Convenience food products are very popular with today's consumers. These types of products have been available to consumers for many years, and over time, consumers have come to expect high quality products that have organoleptic properties that are very similar to traditional, made-from-scratch or homemade food products.
Consumer food product manufacturers are faced with the dilemma of providing these desired organoleptic properties in a food product that is easy to prepare and consume by the consumer, and which can also be efficiently manufactured, distributed and sold at the retail or foodservice level. In many cases, the realities of commercial food processing and distribution have required the use of food ingredients or processing methods that detract from the food product's desired organoleptic characteristics. For example, preservatives or other non-traditional ingredients may need to be added to the food product for food safety or stability concerns, or the food processing steps, such as crimping or sealing, may result in the appearance, texture or other attributes of the food product to be altered such that they no longer resemble a homemade or made-from-scratch product. It remains a challenge, therefore, for food product manufacturers to provide convenient food products that replicate the qualities associated with a traditional homemade or made-from-scratch product.

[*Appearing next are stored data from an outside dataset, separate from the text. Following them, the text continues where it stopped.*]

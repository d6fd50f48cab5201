use crate::{env_or_default, ConfigError, FromEnv};
use std::net::Ipv4Addr;

/// Server configuration for HTTP APIs
#[derive(Clone, Debug)]
pub struct ServerConfig {
    pub host: String,
    pub port: u16,
}

impl ServerConfig {
    pub fn new(host: String, port: u16) -> Self {
        Self { host, port }
    }

    /// Get the server address as "host:port"
    pub fn address(&self) -> String {
        format!("{}:{}", self.host, self.port)
    }
}

impl FromEnv for ServerConfig {
    /// Reads from environment variables with sensible defaults:
    /// - HOST: defaults to Ipv4Addr::UNSPECIFIED (0.0.0.0 - all interfaces)
    /// - PORT: defaults to 8080
    fn from_env() -> Result<Self, ConfigError> {
        let host = env_or_default("HOST", &Ipv4Addr::UNSPECIFIED.to_string());
        let port = env_or_default("PORT", "8080").parse().map_err(|e| {
            ConfigError::ParseError {
                key: "PORT".to_string(),
                details: format!("{}", e),
            }
        })?;

        Ok(Self { host, port })
    }
}

impl Default for ServerConfig {
    fn default() -> Self {
        Self {
            host: Ipv4Addr::UNSPECIFIED.to_string(),
            port: 8080,
        }
    }
}
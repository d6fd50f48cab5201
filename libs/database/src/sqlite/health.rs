use sea_orm::{ConnectionTrait, DatabaseBackend, DatabaseConnection, Statement};
use tracing::debug;

use crate::common::DatabaseError;

/// Check SQLite database health
///
/// Executes a simple `SELECT 1` query to verify the connection is working.
/// Useful for readiness probes.
///
/// # Example
/// ```ignore
/// use database::sqlite::{connect, check_health};
///
/// let db = connect(&db_url).await?;
///
/// match check_health(&db).await {
///     Ok(_) => { /* ready */ }
///     Err(e) => { /* not ready: {e} */ }
/// }
/// ```
pub async fn check_health(db: &DatabaseConnection) -> Result<(), DatabaseError> {
    debug!("Running SQLite health check");

    let stmt = Statement::from_string(DatabaseBackend::Sqlite, "SELECT 1".to_owned());
    db.query_one(stmt).await.map_err(|e| {
        DatabaseError::HealthCheckFailed(format!("SQLite health check failed: {}", e))
    })?;

    debug!("SQLite health check passed");
    Ok(())
}

#[cfg(test)]
mod tests {
    use super::*;
    use crate::sqlite::connect;

    #[tokio::test]
    async fn test_check_health_on_live_connection() {
        let db = connect("sqlite::memory:").await.unwrap();
        assert!(check_health(&db).await.is_ok());
    }
}
use sea_orm::entity::prelude::*;
use sea_orm::ActiveValue::{NotSet, Set};
use serde::{Deserialize, Serialize};

/// Sea-ORM Entity for the products table
#[derive(Clone, Debug, PartialEq, DeriveEntityModel, Serialize, Deserialize)]
#[sea_orm(table_name = "products")]
pub struct Model {
    #[sea_orm(primary_key)]
    pub id: i32,
    pub name: String,
    #[sea_orm(column_type = "Text")]
    pub description: String,
    pub price: f64,
    pub stock: i32,
    pub category_id: i32,
}

#[derive(Copy, Clone, Debug, EnumIter, DeriveRelation)]
pub enum Relation {
    #[sea_orm(
        belongs_to = "domain_categories::entity::Entity",
        from = "Column::CategoryId",
        to = "domain_categories::entity::Column::Id"
    )]
    Category,
}

impl Related<domain_categories::entity::Entity> for Entity {
    fn to() -> RelationDef {
        Relation::Category.def()
    }
}

impl ActiveModelBehavior for ActiveModel {}

// Conversion from Sea-ORM Model to domain Product
impl From<Model> for crate::models::Product {
    fn from(model: Model) -> Self {
        Self {
            id: model.id,
            name: model.name,
            description: model.description,
            price: model.price,
            stock: model.stock,
            category_id: model.category_id,
        }
    }
}

// Conversion from domain ProductInput to Sea-ORM ActiveModel.
// The store assigns the identity on insert.
impl From<crate::models::ProductInput> for ActiveModel {
    fn from(input: crate::models::ProductInput) -> Self {
        ActiveModel {
            id: NotSet,
            name: Set(input.name),
            description: Set(input.description),
            price: Set(input.price),
            stock: Set(input.stock),
            category_id: Set(input.category_id),
        }
    }
}
use utoipa::OpenApi;

#[derive(OpenApi)]
#[openapi(
    components(
        schemas(axum_helpers::ErrorResponse)
    ),
    info(
        title = "Catalog API",
        version = "0.1.0",
        description = "API for managing the product catalog and its categories"
    ),
    servers(
        (url = "/api", description = "API base path")
    ),
    nest(
        (path = "/products", api = domain_products::ApiDoc),
        (path = "/categories", api = domain_categories::ApiDoc)
    )
)]
pub struct ApiDoc;
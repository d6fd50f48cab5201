use sea_orm_migration::{prelude::*, schema::*};

#[derive(DeriveMigrationName)]
pub struct Migration;

#[async_trait::async_trait]
impl MigrationTrait for Migration {
    async fn up(&self, manager: &SchemaManager) -> Result<(), DbErr> {
        manager
            .create_table(
                Table::create()
                    .table(Categories::Table)
                    .if_not_exists()
                    .col(pk_auto(Categories::Id))
                    .col(string(Categories::Name))
                    .to_owned(),
            )
            .await?;

        Ok(())
    }

    async fn down(&self, manager: &SchemaManager) -> Result<(), DbErr> {
        manager
            .drop_table(Table::drop().table(Categories::Table).to_owned())
            .await?;

        Ok(())
    }
}

#[derive(DeriveIden)]
enum Categories {
    Table,
    Id,
    Name,
}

One category of convenience food products is the hand-held meal category, which includes sandwiches, pockets, filled dough products, and the like. There are several products currently on the market that utilize some sort of dough-based sealed encasement containing a filling material. These products are typically heated in a microwave oven, often with a susceptor to facilitate browning of the outer crust. Other products in this category may not require heating, such as ready-to-eat peanut butter sandwiches. While these products are convenient for the consumer, they typically do not resemble made-from-scratch or homemade products in appearance, taste, texture and other organoleptic properties. It remains a challenge to the commercial food product manufacturer to replicate these homemade, made-from-scratch organoleptic properties on a large scale manufacturing line.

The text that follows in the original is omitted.